━━ DATASET RECORDS

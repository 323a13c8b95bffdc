use std::sync::Arc;
use std::time::Duration;

use crate::auth::clock::{Clock, SystemClock};
use crate::auth::credentials::CredentialStore;
use crate::auth::lockout::{LockoutPolicy, LockoutTracker};
use crate::auth::session::{SessionStore, DEFAULT_TOKEN_TTL};

/// Session and lockout tunables. [`Default`] gives the production values.
#[derive(Debug, Clone, Copy)]
pub struct AuthPolicy {
    pub token_ttl: Duration,
    pub lockout: LockoutPolicy,
}

impl Default for AuthPolicy {
    fn default() -> Self {
        Self {
            token_ttl: DEFAULT_TOKEN_TTL,
            lockout: LockoutPolicy::default(),
        }
    }
}

/// Credential checks, session issue/renewal and failure lockouts behind
/// one façade. Designed to be shared across connection handlers.
pub struct AuthService {
    credentials: CredentialStore,
    sessions: SessionStore,
    user_failures: LockoutTracker,
    ip_failures: LockoutTracker,
}

impl AuthService {
    /// Build a service on the system clock.
    pub fn new(credentials: CredentialStore, policy: AuthPolicy) -> Self {
        Self::with_clock(credentials, policy, Arc::new(SystemClock))
    }

    /// Build a service on an arbitrary clock. Tests pair this with
    /// [`crate::auth::ManualClock`] to step across windows and TTLs.
    pub fn with_clock(
        credentials: CredentialStore,
        policy: AuthPolicy,
        clock: Arc<dyn Clock>,
    ) -> Self {
        Self {
            credentials,
            sessions: SessionStore::new(policy.token_ttl, Arc::clone(&clock)),
            user_failures: LockoutTracker::new(policy.lockout, Arc::clone(&clock)),
            ip_failures: LockoutTracker::new(policy.lockout, clock),
        }
    }

    /// One login attempt from `source_ip`.
    ///
    /// `None` covers every rejection the same way: an active lock on
    /// either key, an unknown user, or a wrong password. A success clears
    /// both failure counters and issues a fresh token; a failed check
    /// counts against both.
    pub fn login(&self, user: &str, password: &str, source_ip: &str) -> Option<String> {
        if self.ip_failures.is_locked(source_ip) || self.user_failures.is_locked(user) {
            return None;
        }
        if self.credentials.verify(user, password) {
            self.user_failures.clear(user);
            self.ip_failures.clear(source_ip);
            return Some(self.sessions.issue(user));
        }
        self.user_failures.record_failure(user);
        self.ip_failures.record_failure(source_ip);
        None
    }

    /// Check a session token, renewing it when it nears expiry.
    pub fn validate(&self, token: &str) -> bool {
        self.sessions.validate(token)
    }

    /// Resolve the user behind a token, for audit output. Does not touch
    /// the session's expiry.
    pub fn user_for_token(&self, token: &str) -> Option<String> {
        self.sessions.user_for_token(token)
    }

    /// Revoke a session outright.
    pub fn invalidate(&self, token: &str) -> bool {
        self.sessions.invalidate(token)
    }

    pub fn is_user_locked(&self, user: &str) -> bool {
        self.user_failures.is_locked(user)
    }

    pub fn is_ip_locked(&self, ip: &str) -> bool {
        self.ip_failures.is_locked(ip)
    }

    /// Remaining user lock, `None` when not locked. Read-only.
    pub fn user_locked_remaining(&self, user: &str) -> Option<Duration> {
        self.user_failures.locked_remaining(user)
    }

    /// Remaining source-address lock, `None` when not locked. Read-only.
    pub fn ip_locked_remaining(&self, ip: &str) -> Option<Duration> {
        self.ip_failures.locked_remaining(ip)
    }
}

━━━━

• PROBLEM REQUIREMENTS: Using the records above, filter out every line that lacks the string "SystemClock" and copy the rest.

• ANSWER TO THIS EXERCISE:
use crate::auth::clock::{Clock, SystemClock};
        Self::with_clock(credentials, policy, Arc::new(SystemClock))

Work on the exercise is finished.